Thomas Baumgart thb at net-bembel.de
Sun Jun 23 08:56:57 BST 2019


On Samstag, 22. Juni 2019 23:33:43 CEST Jack wrote:

> Minor point - I hope you mean default category (rather than account)  
> for a payee.
> 
> Primarily, I'm just trying to think of cases that might end up with  
> unintended consequences, such as your current problem, after the change  
> Thomas made in January.  I'm also partly just talking out loud, to make  
> sure I understand how things work, as I often discover is not the  
> case.  One thing I was not framing correctly in my mind is that a split  
> transaction has only one payee, but multiple categories.  You are  
> asking (do I have this right?) to choose the matching transaction not  
> based on total amount of the transaction, but the closest amount  
> (within a specified time limit) for a category specified in the  
> configuration for the payee.  Given the newly imported transaction is  
> not yet split, are you trying to match the total amount of the new  
> transaction to the amount of the specified category in past  
> transactions?  (Or am I further off the mark than I thought?)
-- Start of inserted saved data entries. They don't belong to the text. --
use serde::{Deserialize, Serialize};
use sqlx::FromRow;
use validator::Validate;

/// Represents the 'cms_signups' table (beta waitlist).
#[derive(Debug, Clone, FromRow, Serialize)]
pub struct Signup {
    pub id: i64,
    pub email: String,
    pub goal: String,
    pub experience: String,
    pub created_at: chrono::DateTime<chrono::Utc>,
}

/// DTO for the public beta signup form.
#[derive(Debug, Deserialize, Validate)]
pub struct CreateSignupRequest {
    #[validate(email(message = "A valid email address is required"))]
    pub email: String,

    #[validate(length(min = 1, max = 50))]
    #[serde(default = "default_goal")]
    pub goal: String,

    #[validate(length(min = 1, max = 50))]
    #[serde(default = "default_experience")]
    pub experience: String,

    /// The visitor must agree to be contacted about the beta.
    #[serde(default)]
    pub consent: bool,
}

impl CreateSignupRequest {
    /// Trims the form input so validation sees what gets stored.
    pub fn normalized(mut self) -> Self {
        self.email = self.email.trim().to_string();
        self.goal = self.goal.trim().to_string();
        self.experience = self.experience.trim().to_string();
        self
    }
}

fn default_goal() -> String {
    "Hypertrophie".to_string()
}

fn default_experience() -> String {
    "Fortgeschritten".to_string()
}
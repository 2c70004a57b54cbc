// src/handlers/admin.rs

use std::sync::Arc;

use axum::{
    Json,
    extract::{Extension, Path, State},
    http::{StatusCode, header},
    response::IntoResponse,
};
use chrono::Utc;
use sqlx::PgPool;
use validator::Validate;

use crate::{
    config::Config,
    error::AppError,
    models::{
        faq::{Faq, SaveFaqRequest},
        feature::{DEFAULT_ICON, Feature, SaveFeatureRequest},
        post::{Post, SanitizeRequest, SavePostRequest},
        settings::{AdminSettings, SETTINGS_ID, SaveSettingsRequest, SettingsRow},
        signup::Signup,
    },
    utils::{
        export::{PostRecord, export_post},
        html::{EMPTY_FRAGMENT, contains_inline_data_uri, sanitize_with_policy},
        ids::IdGenerator,
        jwt::Claims,
    },
};

const POST_COLUMNS: &str = "id, slug, title, excerpt, content_html, cover_url, tags, author, \
     published, published_at, meta_title, meta_description, meta_image_url, canonical_url, \
     noindex, created_at, updated_at";

/// Lists all posts, drafts included, newest first.
/// Admin only.
pub async fn list_posts(State(pool): State<PgPool>) -> Result<impl IntoResponse, AppError> {
    let sql = format!("SELECT {} FROM cms_posts ORDER BY created_at DESC", POST_COLUMNS);
    let posts = sqlx::query_as::<_, Post>(&sql)
        .fetch_all(&pool)
        .await
        .map_err(|e| {
            tracing::error!("Failed to list posts: {:?}", e);
            AppError::from(e)
        })?;

    Ok(Json(posts))
}

/// Creates an unpublished draft authored by the signed-in admin.
/// Admin only.
pub async fn create_post(
    State(pool): State<PgPool>,
    Extension(claims): Extension<Claims>,
) -> Result<impl IntoResponse, AppError> {
    let slug = format!("draft-{}", Utc::now().timestamp_millis());
    let author = claims.email.unwrap_or_default();

    let sql = format!(
        r#"
        INSERT INTO cms_posts (slug, title, excerpt, content_html, cover_url, tags, author, published)
        VALUES ($1, $2, '', $3, '', '{{}}', $4, FALSE)
        RETURNING {}
        "#,
        POST_COLUMNS
    );
    let post = sqlx::query_as::<_, Post>(&sql)
        .bind(&slug)
        .bind("Neuer Artikel")
        .bind(EMPTY_FRAGMENT)
        .bind(&author)
        .fetch_one(&pool)
        .await
        .map_err(|e| {
            tracing::error!("Failed to create post: {:?}", e);
            AppError::from(e)
        })?;

    tracing::info!("Created draft post {} ({})", post.id, post.slug);

    Ok((StatusCode::CREATED, Json(post)))
}

/// Saves a post from the editor.
///
/// The body is sanitized before it is stored; inline `data:` images are
/// rejected so that images always go through uploads.
/// Admin only.
pub async fn update_post(
    State(pool): State<PgPool>,
    State(config): State<Config>,
    Path(id): Path<i64>,
    Json(payload): Json<SavePostRequest>,
) -> Result<impl IntoResponse, AppError> {
    payload.validate()?;

    if contains_inline_data_uri(&payload.content_html) {
        return Err(AppError::BadRequest(
            "Embedded data-URI images are not allowed. Upload images instead.".to_string(),
        ));
    }

    let body = if payload.content_html.is_empty() {
        EMPTY_FRAGMENT
    } else {
        payload.content_html.as_str()
    };
    let clean_html = sanitize_with_policy(Some(body), config.html_policy);
    let tags = payload.tags.map(|t| t.into_tags()).unwrap_or_default();
    let published_at = match (payload.published, payload.published_at) {
        (true, None) => Some(Utc::now()),
        (_, at) => at,
    };

    let sql = format!(
        r#"
        UPDATE cms_posts SET
            title = $1, slug = $2, excerpt = $3, content_html = $4, cover_url = $5,
            tags = $6, author = $7, published = $8, published_at = $9,
            meta_title = $10, meta_description = $11, meta_image_url = $12,
            canonical_url = $13, noindex = $14, updated_at = NOW()
        WHERE id = $15
        RETURNING {}
        "#,
        POST_COLUMNS
    );
    let post = sqlx::query_as::<_, Post>(&sql)
        .bind(&payload.title)
        .bind(&payload.slug)
        .bind(&payload.excerpt)
        .bind(&clean_html)
        .bind(&payload.cover_url)
        .bind(&tags)
        .bind(&payload.author)
        .bind(payload.published)
        .bind(published_at)
        .bind(&payload.meta_title)
        .bind(&payload.meta_description)
        .bind(&payload.meta_image_url)
        .bind(&payload.canonical_url)
        .bind(payload.noindex)
        .bind(id)
        .fetch_optional(&pool)
        .await
        .map_err(|e| {
            tracing::error!("Failed to update post {}: {:?}", id, e);
            AppError::from(e)
        })?
        .ok_or(AppError::NotFound("Post not found".to_string()))?;

    Ok(Json(post))
}

/// Deletes a post by ID.
/// Admin only.
pub async fn delete_post(
    State(pool): State<PgPool>,
    Path(id): Path<i64>,
) -> Result<impl IntoResponse, AppError> {
    let result = sqlx::query("DELETE FROM cms_posts WHERE id = $1")
        .bind(id)
        .execute(&pool)
        .await
        .map_err(|e| {
            tracing::error!("Failed to delete post: {:?}", e);
            AppError::from(e)
        })?;

    if result.rows_affected() == 0 {
        return Err(AppError::NotFound("Post not found".to_string()));
    }

    Ok(StatusCode::NO_CONTENT)
}

/// Downloads a stored post as a markdown file with frontmatter.
/// Admin only.
pub async fn export_stored_post(
    State(pool): State<PgPool>,
    State(ids): State<Arc<dyn IdGenerator>>,
    Path(id): Path<i64>,
) -> Result<impl IntoResponse, AppError> {
    let sql = format!("SELECT {} FROM cms_posts WHERE id = $1", POST_COLUMNS);
    let post = sqlx::query_as::<_, Post>(&sql)
        .bind(id)
        .fetch_optional(&pool)
        .await?
        .ok_or(AppError::NotFound("Post not found".to_string()))?;

    let document = export_post(&PostRecord::from(&post), ids.as_ref());
    let disposition = format!("attachment; filename=\"{}\"", document.file_name());

    Ok((
        [
            (header::CONTENT_TYPE, "text/markdown; charset=utf-8".to_string()),
            (header::CONTENT_DISPOSITION, disposition),
        ],
        document.content,
    ))
}

/// Converts an editor-side post record into a markdown document.
/// Admin only.
pub async fn export_record(
    State(ids): State<Arc<dyn IdGenerator>>,
    Json(record): Json<PostRecord>,
) -> Result<impl IntoResponse, AppError> {
    Ok(Json(export_post(&record, ids.as_ref())))
}

/// One-click cleanup: returns the sanitized version of the given HTML.
/// Admin only.
pub async fn sanitize_preview(
    State(config): State<Config>,
    Json(payload): Json<SanitizeRequest>,
) -> Result<impl IntoResponse, AppError> {
    let html = sanitize_with_policy(payload.html.as_deref(), config.html_policy);
    Ok(Json(serde_json::json!({ "html": html })))
}

/// Lists all features by position.
/// Admin only.
pub async fn list_features(State(pool): State<PgPool>) -> Result<impl IntoResponse, AppError> {
    let features = sqlx::query_as::<_, Feature>(
        r#"
        SELECT id, title, body, icon, position, published, created_at
        FROM cms_features
        ORDER BY position ASC, created_at ASC
        "#,
    )
    .fetch_all(&pool)
    .await?;

    Ok(Json(features))
}

/// Creates an unpublished feature at the end of the list.
/// Admin only.
pub async fn create_feature(State(pool): State<PgPool>) -> Result<impl IntoResponse, AppError> {
    let count: i64 = sqlx::query_scalar("SELECT COUNT(*) FROM cms_features")
        .fetch_one(&pool)
        .await?;

    let feature = sqlx::query_as::<_, Feature>(
        r#"
        INSERT INTO cms_features (title, body, icon, position, published)
        VALUES ($1, '', $2, $3, FALSE)
        RETURNING id, title, body, icon, position, published, created_at
        "#,
    )
    .bind("Neues Feature")
    .bind(DEFAULT_ICON)
    .bind((count + 1) as i32)
    .fetch_one(&pool)
    .await
    .map_err(|e| {
        tracing::error!("Failed to create feature: {:?}", e);
        AppError::from(e)
    })?;

    Ok((StatusCode::CREATED, Json(feature)))
}

/// Updates a feature by ID.
/// Admin only.
pub async fn update_feature(
    State(pool): State<PgPool>,
    Path(id): Path<i64>,
    Json(payload): Json<SaveFeatureRequest>,
) -> Result<impl IntoResponse, AppError> {
    payload.validate()?;

    let icon = payload
        .icon
        .filter(|icon| !icon.is_empty())
        .unwrap_or_else(|| DEFAULT_ICON.to_string());

    let feature = sqlx::query_as::<_, Feature>(
        r#"
        UPDATE cms_features
        SET title = $1, body = $2, icon = $3, position = $4, published = $5
        WHERE id = $6
        RETURNING id, title, body, icon, position, published, created_at
        "#,
    )
    .bind(&payload.title)
    .bind(&payload.body)
    .bind(&icon)
    .bind(payload.position)
    .bind(payload.published)
    .bind(id)
    .fetch_optional(&pool)
    .await
    .map_err(|e| {
        tracing::error!("Failed to update feature: {:?}", e);
        AppError::from(e)
    })?
    .ok_or(AppError::NotFound("Feature not found".to_string()))?;

    Ok(Json(feature))
}

/// Deletes a feature by ID.
/// Admin only.
pub async fn delete_feature(
    State(pool): State<PgPool>,
    Path(id): Path<i64>,
) -> Result<impl IntoResponse, AppError> {
    let result = sqlx::query("DELETE FROM cms_features WHERE id = $1")
        .bind(id)
        .execute(&pool)
        .await
        .map_err(|e| {
            tracing::error!("Failed to delete feature: {:?}", e);
            AppError::from(e)
        })?;

    if result.rows_affected() == 0 {
        return Err(AppError::NotFound("Feature not found".to_string()));
    }

    Ok(StatusCode::NO_CONTENT)
}

/// Lists all FAQ entries by position.
/// Admin only.
pub async fn list_faqs(State(pool): State<PgPool>) -> Result<impl IntoResponse, AppError> {
    let faqs = sqlx::query_as::<_, Faq>(
        r#"
        SELECT id, question, answer, position, published, created_at
        FROM cms_faqs
        ORDER BY position ASC, created_at ASC
        "#,
    )
    .fetch_all(&pool)
    .await?;

    Ok(Json(faqs))
}

/// Creates an unpublished FAQ entry at the end of the list.
/// Admin only.
pub async fn create_faq(State(pool): State<PgPool>) -> Result<impl IntoResponse, AppError> {
    let count: i64 = sqlx::query_scalar("SELECT COUNT(*) FROM cms_faqs")
        .fetch_one(&pool)
        .await?;

    let faq = sqlx::query_as::<_, Faq>(
        r#"
        INSERT INTO cms_faqs (question, answer, position, published)
        VALUES ($1, '', $2, FALSE)
        RETURNING id, question, answer, position, published, created_at
        "#,
    )
    .bind("Neue Frage")
    .bind((count + 1) as i32)
    .fetch_one(&pool)
    .await
    .map_err(|e| {
        tracing::error!("Failed to create FAQ: {:?}", e);
        AppError::from(e)
    })?;

    Ok((StatusCode::CREATED, Json(faq)))
}

/// Updates a FAQ entry by ID.
/// Admin only.
pub async fn update_faq(
    State(pool): State<PgPool>,
    Path(id): Path<i64>,
    Json(payload): Json<SaveFaqRequest>,
) -> Result<impl IntoResponse, AppError> {
    payload.validate()?;

    let faq = sqlx::query_as::<_, Faq>(
        r#"
        UPDATE cms_faqs
        SET question = $1, answer = $2, position = $3, published = $4
        WHERE id = $5
        RETURNING id, question, answer, position, published, created_at
        "#,
    )
    .bind(&payload.question)
    .bind(&payload.answer)
    .bind(payload.position)
    .bind(payload.published)
    .bind(id)
    .fetch_optional(&pool)
    .await
    .map_err(|e| {
        tracing::error!("Failed to update FAQ: {:?}", e);
        AppError::from(e)
    })?
    .ok_or(AppError::NotFound("FAQ not found".to_string()))?;

    Ok(Json(faq))
}

/// Deletes a FAQ entry by ID.
/// Admin only.
pub async fn delete_faq(
    State(pool): State<PgPool>,
    Path(id): Path<i64>,
) -> Result<impl IntoResponse, AppError> {
    let result = sqlx::query("DELETE FROM cms_faqs WHERE id = $1")
        .bind(id)
        .execute(&pool)
        .await
        .map_err(|e| {
            tracing::error!("Failed to delete FAQ: {:?}", e);
            AppError::from(e)
        })?;

    if result.rows_affected() == 0 {
        return Err(AppError::NotFound("FAQ not found".to_string()));
    }

    Ok(StatusCode::NO_CONTENT)
}

/// Loads the settings row, falling back to row defaults when it is missing.
/// Admin only.
pub async fn get_settings(State(pool): State<PgPool>) -> Result<impl IntoResponse, AppError> {
    let row = sqlx::query_as::<_, SettingsRow>(
        r#"
        SELECT id, hero_image_mode, hero_image_url, teaser_video_url,
               teaser_video_poster_url, teaser_video_ratio
        FROM cms_settings
        WHERE id = $1
        "#,
    )
    .bind(SETTINGS_ID)
    .fetch_optional(&pool)
    .await
    .unwrap_or_else(|e| {
        tracing::warn!("Failed to load settings for admin: {:?}", e);
        None
    });

    Ok(Json(AdminSettings::merge(row)))
}

/// Creates or replaces the settings row.
/// Admin only.
pub async fn save_settings(
    State(pool): State<PgPool>,
    Json(payload): Json<SaveSettingsRequest>,
) -> Result<impl IntoResponse, AppError> {
    payload.validate()?;
    let next = payload.into_row();

    let row = sqlx::query_as::<_, SettingsRow>(
        r#"
        INSERT INTO cms_settings
            (id, hero_image_mode, hero_image_url, teaser_video_url,
             teaser_video_poster_url, teaser_video_ratio)
        VALUES ($1, $2, $3, $4, $5, $6)
        ON CONFLICT (id) DO UPDATE SET
            hero_image_mode = EXCLUDED.hero_image_mode,
            hero_image_url = EXCLUDED.hero_image_url,
            teaser_video_url = EXCLUDED.teaser_video_url,
            teaser_video_poster_url = EXCLUDED.teaser_video_poster_url,
            teaser_video_ratio = EXCLUDED.teaser_video_ratio
        RETURNING id, hero_image_mode, hero_image_url, teaser_video_url,
                  teaser_video_poster_url, teaser_video_ratio
        "#,
    )
    .bind(next.id)
    .bind(&next.hero_image_mode)
    .bind(&next.hero_image_url)
    .bind(&next.teaser_video_url)
    .bind(&next.teaser_video_poster_url)
    .bind(&next.teaser_video_ratio)
    .fetch_one(&pool)
    .await
    .map_err(|e| {
        tracing::error!("Failed to save settings: {:?}", e);
        AppError::from(e)
    })?;

    Ok(Json(AdminSettings::merge(Some(row))))
}

/// Lists beta signups, newest first.
/// Admin only.
pub async fn list_signups(State(pool): State<PgPool>) -> Result<impl IntoResponse, AppError> {
    let signups = sqlx::query_as::<_, Signup>(
        r#"
        SELECT id, email, goal, experience, created_at
        FROM cms_signups
        ORDER BY created_at DESC
        "#,
    )
    .fetch_all(&pool)
    .await?;

    Ok(Json(signups))
}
This may get clearer for you if you start thinking in splits. Each (non-zero and balanced) transaction has at least two splits: one for the account and at least one for a category. The imported new transaction only has one split (as the category is yet unknown). So what KMyMoney does is to take a list of transactions filtered by payee and account (which means: transactions that have a split with the payee in that account. It would even work if each split of a transaction can have a different payee, which exists as wish list item). Amount comparison of the new and existing transactions happens on the split referencing the account (which in fact is what you refer to as the total amount). Anything else would not really work.

The old implementation (prior to my January change) looked for a transaction in that list that has the exact same amount and copied the categories that were assigned. In case no transaction with the exact same amount exists, it simply took the last one entered for that payee.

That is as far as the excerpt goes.